Hip replacement deaths decrease
27th September 2013 -- Death rates in the first 90 days following hip replacement surgery have halved since 2003, according to a study led by the University of Bristol on behalf of the National Joint Registry for England, Wales and Northern Ireland.
The research was led by Professor Ashley Blom from the University of Bristol and has been published in The Lancet. It found that between 2003 and 2011 mortality rates in the first 90 days following surgery halved from 0.6% to 0.3%.
Arthritis Research UK welcomed the findings as "great news for people in the UK who have osteoarthritis and require hip replacement surgery".
Four simple measures
A team of researchers from Bristol, Oxford, East Anglia and Exeter studied 409,096 patients who had hip replacements for osteoarthritis between 2003 and 2011. They found that the type of implant used did not affect mortality but four simple treatment options are associated with lower death rates. They are:
- The use of spinal anaesthetic. The likely explanation is that spinal anaesthetic reduces the need for general anaesthetic and immediate postoperative analgesia using morphine-like drugs that depress respiratory function. So the risk of postoperative pulmonary complications is reduced.
- The posterior surgical approach. The researchers believe the most likely reason is that the posterior approach results in more muscle preservation and therefore less bleeding and better mobilisation than the commonest alternative, the lateral approach.
- The use of chemical thromboprophylaxis with heparin (a measure using drugs to improve blood circulation).
- The use of mechanical thromboprophylaxis (items like compression stockings).
The researchers found that chemical and mechanical thromboprophylaxis act independently and both reduce mortality. They, therefore, believe the use of both, based on individual patient need, seems sensible.
Professor Blom says in a press release: "It is extremely good news that the risk of death after hip replacements has reduced so dramatically in England and Wales.
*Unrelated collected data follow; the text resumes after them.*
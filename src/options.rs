//! Configuration options for article extraction.
//!
//! The `Options` struct controls extraction behavior: scoring limits,
//! success thresholds, class handling, metadata sources, and output shape.

use kuchikiki::NodeRef;
use regex::Regex;

/// Configuration options for article extraction.
///
/// All fields are public for easy configuration. Use `Default::default()`
/// for standard settings.
///
/// # Example
///
/// ```rust
/// use readview::Options;
///
/// // Use defaults
/// let options = Options::default();
///
/// // Customize specific fields
/// let options = Options {
///     char_threshold: 300,
///     keep_classes: true,
///     ..Options::default()
/// };
/// ```
#[derive(Debug, Clone)]
pub struct Options {
    /// Emit diagnostic `tracing` events while extracting.
    ///
    /// Disabling this has no effect on extraction behavior, only on
    /// observability.
    ///
    /// Default: `false`
    pub debug: bool,

    /// Maximum number of elements the document may contain.
    ///
    /// When the document holds more elements than this, `parse()` fails
    /// with [`Error::TooManyElements`](crate::Error::TooManyElements).
    /// `0` disables the limit.
    ///
    /// Default: `0` (no limit)
    pub max_elems_to_parse: usize,

    /// Size of the top-candidate list kept during scoring.
    ///
    /// Default: `5`
    pub nb_top_candidates: usize,

    /// Minimum text length (characters) of a successful extraction.
    ///
    /// When the grabbed article falls short, extraction retries with a
    /// relaxed flag set. The same value is reused as the text cutoff when
    /// removing share widgets during article preparation.
    ///
    /// Default: `500`
    pub char_threshold: usize,

    /// Keep all `class` attributes on the returned article.
    ///
    /// When `false`, classes are removed except those listed in
    /// [`classes_to_preserve`](Self::classes_to_preserve).
    ///
    /// Default: `false`
    pub keep_classes: bool,

    /// Classes kept when [`keep_classes`](Self::keep_classes) is off.
    ///
    /// The `page` class carried by the article wrapper is always
    /// preserved in addition to this list.
    ///
    /// Default: `["page"]`
    pub classes_to_preserve: Vec<String>,

    /// Skip JSON-LD parsing during metadata extraction.
    ///
    /// Default: `false`
    pub disable_json_ld: bool,

    /// Produce the final HTML string from the article subtree.
    ///
    /// `None` uses the built-in serializer. Consumers that want the live
    /// subtree instead of a string can read
    /// [`Article::content_node`](crate::Article::content_node), which is
    /// always populated on success.
    ///
    /// Default: `None`
    pub serializer: Option<fn(&NodeRef) -> String>,

    /// Pattern deciding which embedded frames/objects survive cleaning.
    ///
    /// An `<iframe>`, `<embed>` or `<object>` whose attributes match is
    /// retained by every cleaning pass. `None` uses the built-in list of
    /// common video hosts.
    ///
    /// Default: `None`
    pub allowed_video_regex: Option<Regex>,

    /// Added to the link-density cutoffs used by conditional cleaning.
    ///
    /// Positive values make cleaning more lenient toward link-heavy
    /// blocks. Only conditional cleaning consults this; the base
    /// link-density computation never does.
    ///
    /// Default: `0.0`
    pub link_density_modifier: f64,

    /// Run content extraction.
    ///
    /// When `false`, only metadata is produced: `content`,
    /// `text_content`, `length`, and `excerpt` are `None`.
    ///
    /// Default: `true`
    pub extraction: bool,

    /// Base URI for resolving `href`/`src`/`srcset`/`poster` attributes
    /// to absolute URLs.
    ///
    /// Default: `None` (URLs are left as-is)
    pub base_uri: Option<String>,
}

impl Default for Options {
    fn default() -> Self {
        Self {
            debug: false,
            max_elems_to_parse: 0,
            nb_top_candidates: 5,
            char_threshold: 500,
            keep_classes: false,
            classes_to_preserve: vec!["page".to_string()],
            disable_json_ld: false,
            serializer: None,
            allowed_video_regex: None,
            link_density_modifier: 0.0,
            extraction: true,
            base_uri: None,
        }
    }
}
It is also very exciting that we can further reduce the risk of post-operative death by adopting four relatively simple measures."
In an emailed statement, Jane Tadman from from the charity, Arthritis Research UK says: "Although not everyone who has arthritis will need hip replacement surgery, for many people, it’s their only hope to reduce the pain, disability and stiffness associated with the disease, giving people freedom from their pain, along with improved mobility.
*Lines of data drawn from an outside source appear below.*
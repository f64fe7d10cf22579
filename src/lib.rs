//! # readview
//!
//! Reader-mode article extraction: given an arbitrary, often messy, HTML
//! document, find the subtree most likely to contain the main article,
//! clean it, and emit both HTML and plain-text forms alongside document
//! metadata (title, byline, excerpt, site name, language, direction, and
//! published time).
//!
//! ## Quick Start
//!
//! ```rust
//! use readview::parse;
//!
//! let html = r#"<html><head><title>My Article</title></head>
//! <body><article>
//! <p>Long enough article prose goes here, sentence after sentence, until the
//! extractor is satisfied that this page really carries a readable body.</p>
//! </article></body></html>"#;
//!
//! let article = parse(html)?;
//! println!("Title: {:?}", article.title);
//! println!("Text: {:?}", article.text_content);
//! # Ok::<(), readview::Error>(())
//! ```
//!
//! ## How it works
//!
//! - **Prepare**: noscript image recovery, script/style/comment removal,
//!   `<br><br>` paragraph repair, `<font>` normalization.
//! - **Score**: paragraphs and paragraph-like blocks feed scores into
//!   their ancestors; class/id names, commas, and text length all weigh in.
//! - **Select**: the best-scoring ancestor is promoted and related
//!   siblings are pulled in next to it.
//! - **Clean**: presentational attributes, forms, share widgets, link
//!   farms, and layout tables are stripped; data tables survive.
//! - **Retry**: when the result is below `char_threshold`, the document
//!   snapshot is restored and the pipeline re-runs with one heuristic
//!   relaxed, up to three times, keeping the longest attempt.
//!
//! Metadata comes from JSON-LD blocks, `<meta>` tags, and the `<title>`
//! heuristic, in that order of preference.

mod error;
mod extract;
mod options;
mod postprocess;
mod preprocess;
mod result;

/// DOM adapter and tree utilities over the `kuchikiki` node tree.
pub mod dom;

/// Link density measurement.
pub mod link_density;

/// Text normalization, similarity, and entity helpers.
pub mod text;

/// Compiled heuristic patterns and tag-set constants.
pub mod patterns;

pub(crate) mod extractor;
pub(crate) mod metadata;
pub(crate) mod scoring;

pub use error::{Error, Result};
pub use extract::{is_probably_readerable, Readability, ReaderableOptions};
pub use options::Options;
pub use result::Article;

/// Extract the main article from an HTML document using default options.
///
/// # Errors
///
/// Fails on empty input; otherwise extraction failure yields an [`Article`]
/// with `None` content fields rather than an error.
pub fn parse(html: &str) -> Result<Article> {
    parse_with_options(html, Options::default())
}

/// Extract the main article from an HTML document with custom options.
///
/// # Errors
///
/// Fails on empty input or when the document exceeds
/// [`Options::max_elems_to_parse`].
///
/// # Example
///
/// ```rust
/// use readview::{parse_with_options, Options};
///
/// let html = "<html><body><article><p>Some body text for the reader, long
/// enough that the extraction threshold configured below accepts it.</p>
/// </article></body></html>";
/// let options = Options {
///     char_threshold: 50,
///     ..Options::default()
/// };
/// let article = parse_with_options(html, options)?;
/// assert!(article.content.is_some());
/// # Ok::<(), readview::Error>(())
/// ```
pub fn parse_with_options(html: &str, options: Options) -> Result<Article> {
    Readability::new(html, options)?.parse()
}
"There are however always risks associated in having major surgery such as hip replacement surgery, so we advise people to discuss these risks with their surgeon before they decide to have a hip replacement."
The researchers also found that patients with certain medical conditions are at a much higher risk of death in the 90 days following surgery. Severe liver disease is associated with a ten-fold increase, a previous heart attack is associated with a three-fold increase and both diabetes and renal disease are associated with a two-fold increase.
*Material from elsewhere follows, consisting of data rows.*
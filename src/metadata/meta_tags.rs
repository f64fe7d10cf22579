//! `<meta>` tag scanning.
//!
//! Collects metadata values keyed by their normalized property/name:
//! lowercased, spaces removed, dots converted to colons. Both the
//! `property` attribute (OpenGraph style, possibly space-separated) and
//! the `name` attribute (Dublin Core, parsely, weibo, twitter, bare) are
//! consulted.

use std::collections::HashMap;

use kuchikiki::NodeRef;

use crate::patterns::{META_NAME, META_PROPERTY};

/// Scan every `<meta>` tag into a normalized key → content map.
pub(crate) fn collect_meta_values(doc: &NodeRef) -> HashMap<String, String> {
    let mut values = HashMap::new();
    let Ok(metas) = doc.select("meta") else {
        return values;
    };

    for meta in metas {
        let attributes = meta.attributes.borrow();
        let Some(content) = attributes.get("content").filter(|c| !c.is_empty()) else {
            continue;
        };
        let name_attr = attributes.get("name");
        let property_attr = attributes.get("property");

        let mut matched = false;
        if let Some(property) = property_attr {
            for found in META_PROPERTY.find_iter(property) {
                let key: String = found
                    .as_str()
                    .to_lowercase()
                    .chars()
                    .filter(|c| !c.is_whitespace())
                    .collect();
                values.insert(key, content.trim().to_string());
                matched = true;
            }
        }

        if !matched {
            if let Some(name) = name_attr {
                if META_NAME.is_match(name) {
                    let key: String = name
                        .to_lowercase()
                        .chars()
                        .filter(|c| !c.is_whitespace())
                        .collect::<String>()
                        .replace('.', ":");
                    values.insert(key, content.trim().to_string());
                }
            }
        }
    }

    values
}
However, overweight patients with a body mass index between 25 and 30 kg/m2 have a lower risk of death than those with a "normal" body mass index of 20-25 kg/m2. The researchers however say this result although intriguing, should be considered with some caution because of incomplete data on body-mass index.
Professor Blom says: "The finding that overweight people have a lower risk of death is surprising, but has been confirmed by other recent studies, and challenges some of our preconceptions. We need to concentrate efforts on reducing the risk of death in high risk groups such as those with severe liver disease."